By Jorge Franco. Translated by Katherine Silver

Farrar Strauss Giroux., $23, 228 pp

Reviewed by Philip Herter

Colombian novelist Jorge Franco's heart-tugging tale of immigration gone wrong combines the conventions of the fish-out-of-water story with the melodrama of doomed teenage love. Within these thematic borders, Paradise Travel shows that while every immigrant's story is unique, the American dream has its limitations.

Love-struck Marlon will do anything to please his willful girlfriend Reina, a local beauty who knows what she wants - a one-way ticket out of the confines of their native Medellin, and a chance at the good life in America - and is willing to do anything to get it. Never mind that they can't get visas.

Franco skillfully captures the immigrants' sense of desperation at home in Colombia, where economic opportunity and self determination, not to mention a little privacy, seem far out of reach. And he is wise enough to know that changing countries is not always motivated by simple economics or the siren call of the loud and proud American dream machine. For anyone brave or foolish enough to swap cultures and traditions, character is destiny.
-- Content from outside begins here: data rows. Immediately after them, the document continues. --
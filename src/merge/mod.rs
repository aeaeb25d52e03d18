//! Stock reconciliation: subtract aggregated sales from the downloaded stock sheet.
//!
//! The stock table is left-joined against the per-product sales totals, so
//! every stock row survives exactly once and products that sold without a
//! stock row are dropped. The dropped ids are reported back to the caller.

mod sheet;

pub use calamine::Data;
pub use sheet::{product_key, Sheet};

use std::collections::{BTreeMap, BTreeSet};
use std::path::{Path, PathBuf};

use rust_decimal::prelude::ToPrimitive;
use rust_decimal::Decimal;
use serde::Serialize;

use crate::error::{InputKind, PipelineError, Result};

pub const PRODUCT_ID: &str = "product_id";
pub const STOCK_QTY: &str = "stock_qty";
pub const QUANTITY_SOLD: &str = "quantity_sold";

/// Outcome of one reconciliation.
#[derive(Debug, Clone, PartialEq, Eq, Serialize)]
pub struct ReconcileSummary {
    pub output_path: PathBuf,
    /// Data rows in the stock sheet, equal to rows written.
    pub stock_rows: usize,
    /// Data rows in the sales sheet. This counts sales entries, not units.
    pub sales_rows: usize,
    /// Distinct products that had both a stock row and sales.
    pub matched_products: usize,
    /// Products with sales but no stock row, sorted.
    pub dropped_products: Vec<String>,
}

/// Reconcile `stock_path` against `sales_path` and write the result to `output_path`.
///
/// The stock file is checked before the sales file is looked at. The output
/// path must differ from both inputs; neither is ever rewritten.
pub fn reconcile(
    stock_path: &Path,
    sales_path: &Path,
    output_path: &Path,
) -> Result<ReconcileSummary> {
    if !stock_path.exists() {
        return Err(PipelineError::MissingInput {
            which: InputKind::Stock,
            path: stock_path.to_path_buf(),
        });
    }
    if !sales_path.exists() {
        return Err(PipelineError::MissingInput {
            which: InputKind::Sales,
            path: sales_path.to_path_buf(),
        });
    }
    if output_path == stock_path {
        return Err(PipelineError::InvalidConfig(format!(
            "reconciled output would overwrite the stock input {}",
            stock_path.display()
        )));
    }
    if output_path == sales_path {
        return Err(PipelineError::InvalidConfig(format!(
            "reconciled output would overwrite the sales log {}",
            sales_path.display()
        )));
    }

    let stock = Sheet::read(stock_path)?;
    let sales = Sheet::read(sales_path)?;

    let (updated, stats) = reconcile_sheets(&stock, &sales)?;
    updated.write_atomic(output_path)?;

    if !stats.dropped_products.is_empty() {
        tracing::warn!(
            dropped = ?stats.dropped_products,
            "Sales recorded for products missing from the stock sheet were ignored"
        );
    }
    tracing::info!(
        output = %output_path.display(),
        stock_rows = updated.rows.len(),
        sales_rows = sales.rows.len(),
        matched = stats.matched_products,
        "Reconciled stock"
    );

    Ok(ReconcileSummary {
        output_path: output_path.to_path_buf(),
        stock_rows: updated.rows.len(),
        sales_rows: sales.rows.len(),
        matched_products: stats.matched_products,
        dropped_products: stats.dropped_products,
    })
}

#[derive(Debug, Default)]
pub struct JoinStats {
    pub matched_products: usize,
    pub dropped_products: Vec<String>,
}

/// The pure part of [`reconcile`]: returns a copy of `stock` with only the
/// `stock_qty` column reduced by the aggregated sales.
pub fn reconcile_sheets(stock: &Sheet, sales: &Sheet) -> Result<(Sheet, JoinStats)> {
    let stock_id = stock.column(PRODUCT_ID)?;
    let stock_qty = stock.column(STOCK_QTY)?;
    let sales_id = sales.column(PRODUCT_ID)?;
    let sold_qty = sales.column(QUANTITY_SOLD)?;

    let sold = aggregate_sales(sales, sales_id, sold_qty)?;

    let mut updated = stock.clone();
    let mut matched = BTreeSet::new();

    for (i, row) in updated.rows.iter_mut().enumerate() {
        let Some(current) = stock.quantity(i, stock_qty)? else {
            tracing::debug!(row = i + 2, "Stock row has no quantity; left unchanged");
            continue;
        };

        let key = product_key(&row[stock_id]);
        let total = key.as_ref().and_then(|key| sold.get(key)).copied();
        if let (Some(key), Some(_)) = (key, total) {
            matched.insert(key);
        }

        let sold_qty = total.unwrap_or(Decimal::ZERO);
        let remaining = floor_subtract(current, sold_qty).ok_or_else(|| {
            PipelineError::spreadsheet(
                &stock.path,
                format!("row {}: {current} - {sold_qty} is out of range", i + 2),
            )
        })?;
        row[stock_qty] = quantity_cell(remaining);
    }

    let dropped_products = sold
        .keys()
        .filter(|key| !matched.contains(*key))
        .cloned()
        .collect();

    Ok((
        updated,
        JoinStats {
            matched_products: matched.len(),
            dropped_products,
        },
    ))
}

/// Sum `quantity_sold` per product. Rows without a product id, blank rows
/// included, don't contribute.
fn aggregate_sales(
    sales: &Sheet,
    id_col: usize,
    qty_col: usize,
) -> Result<BTreeMap<String, Decimal>> {
    let mut totals = BTreeMap::new();
    for (i, row) in sales.rows.iter().enumerate() {
        let Some(key) = product_key(&row[id_col]) else {
            continue;
        };
        let qty = sales.quantity(i, qty_col)?.unwrap_or(Decimal::ZERO);
        let total = totals.entry(key).or_insert(Decimal::ZERO);
        *total = total.checked_add(qty).ok_or_else(|| {
            PipelineError::spreadsheet(
                &sales.path,
                format!("row {}: total {QUANTITY_SOLD} is out of range", i + 2),
            )
        })?;
    }
    Ok(totals)
}

/// `max(0, stock - sold)`, or `None` if the difference overflows.
pub fn floor_subtract(stock: Decimal, sold: Decimal) -> Option<Decimal> {
    stock
        .checked_sub(sold)
        .map(|remaining| remaining.max(Decimal::ZERO))
}

/// Spreadsheets store every number as a double.
fn quantity_cell(value: Decimal) -> Data {
    Data::Float(value.normalize().to_f64().unwrap_or_default())
}

#[cfg(test)]
mod tests {
    use super::*;

    fn text(s: &str) -> Data {
        Data::String(s.to_string())
    }

    fn table(header: &[&str], rows: Vec<Vec<Data>>) -> Sheet {
        Sheet {
            path: PathBuf::from("test.xlsx"),
            name: "Sheet1".to_string(),
            header: header.iter().map(|h| h.to_string()).collect(),
            rows,
        }
    }

    #[test]
    fn floor_never_goes_negative() {
        assert_eq!(
            floor_subtract(Decimal::from(3), Decimal::from(10)),
            Some(Decimal::ZERO)
        );
        assert_eq!(
            floor_subtract(Decimal::from(10), Decimal::from(3)),
            Some(Decimal::from(7))
        );
        assert_eq!(floor_subtract(Decimal::MIN, Decimal::ONE), None);
    }

    #[test]
    fn blank_rows_keep_their_place() -> Result<()> {
        let stock = table(
            &["product_id", "stock_qty"],
            vec![
                vec![text("P1"), Data::Float(10.0)],
                vec![Data::Empty, Data::Empty],
                vec![text("P2"), Data::Float(4.0)],
            ],
        );
        let sales = table(
            &["product_id", "quantity_sold"],
            vec![
                vec![text("P1"), Data::Float(3.0)],
                vec![Data::Empty, Data::Empty],
            ],
        );

        let (updated, stats) = reconcile_sheets(&stock, &sales)?;
        assert_eq!(updated.rows.len(), 3);
        assert_eq!(updated.rows[0][1], Data::Float(7.0));
        assert_eq!(updated.rows[1], vec![Data::Empty, Data::Empty]);
        assert_eq!(updated.rows[2][1], Data::Float(4.0));
        assert_eq!(stats.matched_products, 1);

        Ok(())
    }

    #[test]
    fn other_columns_are_untouched() -> Result<()> {
        let stock = table(
            &["sku_name", "product_id", "stock_qty", "warehouse"],
            vec![
                vec![text("Mug"), text("P1"), Data::Float(10.0), text("north")],
                vec![text("Cup"), text("P2"), Data::Float(5.0), Data::Empty],
            ],
        );
        let sales = table(
            &["product_id", "quantity_sold"],
            vec![vec![text("P1"), Data::Float(4.0)]],
        );

        let (updated, stats) = reconcile_sheets(&stock, &sales)?;

        assert_eq!(updated.header, stock.header);
        assert_eq!(updated.rows[0][0], text("Mug"));
        assert_eq!(updated.rows[0][2], Data::Float(6.0));
        assert_eq!(updated.rows[0][3], text("north"));
        assert_eq!(updated.rows[1][2], Data::Float(5.0));
        assert_eq!(updated.rows[1][3], Data::Empty);
        assert_eq!(stats.matched_products, 1);

        Ok(())
    }

    #[test]
    fn sales_without_stock_row_are_dropped_and_reported() -> Result<()> {
        let stock = table(
            &["product_id", "stock_qty"],
            vec![vec![text("P1"), Data::Float(2.0)]],
        );
        let sales = table(
            &["product_id", "quantity_sold"],
            vec![
                vec![text("P9"), Data::Float(1.0)],
                vec![text("P1"), Data::Float(1.0)],
                vec![text("P3"), Data::Float(1.0)],
            ],
        );

        let (updated, stats) = reconcile_sheets(&stock, &sales)?;

        assert_eq!(updated.rows.len(), 1);
        assert_eq!(updated.rows[0][1], Data::Float(1.0));
        assert_eq!(stats.dropped_products, vec!["P3".to_string(), "P9".to_string()]);

        Ok(())
    }

    #[test]
    fn numeric_and_text_ids_join() -> Result<()> {
        let stock = table(
            &["product_id", "stock_qty"],
            vec![vec![Data::Float(101.0), Data::Float(9.0)]],
        );
        let sales = table(
            &["product_id", "quantity_sold"],
            vec![
                vec![text("101"), Data::Float(2.0)],
                vec![Data::Int(101), Data::Float(3.0)],
            ],
        );

        let (updated, _) = reconcile_sheets(&stock, &sales)?;
        assert_eq!(updated.rows[0][1], Data::Float(4.0));

        Ok(())
    }

    #[test]
    fn blank_sales_quantity_counts_as_zero() -> Result<()> {
        let stock = table(
            &["product_id", "stock_qty"],
            vec![vec![text("P1"), Data::Float(5.0)]],
        );
        let sales = table(
            &["product_id", "quantity_sold"],
            vec![
                vec![text("P1"), Data::Empty],
                vec![Data::Empty, Data::Float(3.0)],
            ],
        );

        let (updated, stats) = reconcile_sheets(&stock, &sales)?;
        assert_eq!(updated.rows[0][1], Data::Float(5.0));
        assert!(stats.dropped_products.is_empty());

        Ok(())
    }

    #[test]
    fn blank_stock_quantity_is_left_blank() -> Result<()> {
        let stock = table(
            &["product_id", "stock_qty"],
            vec![vec![text("P1"), Data::Empty]],
        );
        let sales = table(
            &["product_id", "quantity_sold"],
            vec![vec![text("P1"), Data::Float(2.0)]],
        );

        let (updated, _) = reconcile_sheets(&stock, &sales)?;
        assert_eq!(updated.rows[0][1], Data::Empty);

        Ok(())
    }

    #[test]
    fn missing_sales_column_is_reported() {
        let stock = table(&["product_id", "stock_qty"], vec![]);
        let sales = table(&["product_id", "qty"], vec![]);

        match reconcile_sheets(&stock, &sales) {
            Err(PipelineError::MissingColumn { column, .. }) => {
                assert_eq!(column, QUANTITY_SOLD)
            }
            other => panic!("expected MissingColumn, got {other:?}"),
        }
    }
}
After paying all their money to a coyote, the young couple find themselves in a New York City safe house so small it makes their panic sound like shouting. Surrounded by the wide open possibilities of America, the lovers' agendas quickly diverge. Reina and Marlon find themselves unprepared for life in a place where "People who say "I can't' go straight to hell." With no money, no contacts and barely a word of English between them, things fall apart. Reina vanishes into the chilly metropolis, and Marlon, heartbroken, descends into the hurly burly of homelessness.

Franco is touted as a member of the McOndo school of writers who, in reaction to the long shadow of magical realism cast by Garcia Marquez' fictional Macondo, prize tough realism over fantastic visions. Franco is in his element describing "the magnificent and challenging, welcoming and disproportionate" city of New York, and Katherine Silver's neat translation captures the author's straightforward narrative style.

Paradise Travel, a cautionary tale of the pitfalls of immigration, also relates a story of young love that would be tragic in any country. Illuminating the often-overlooked emotional consequences of migration, where legal realities like visas and green cards clash with the facts of the human heart, Paradise Travel is, finally, a story about the dangerous journey of love.

- Philip Herter reviews literature in translation from New York.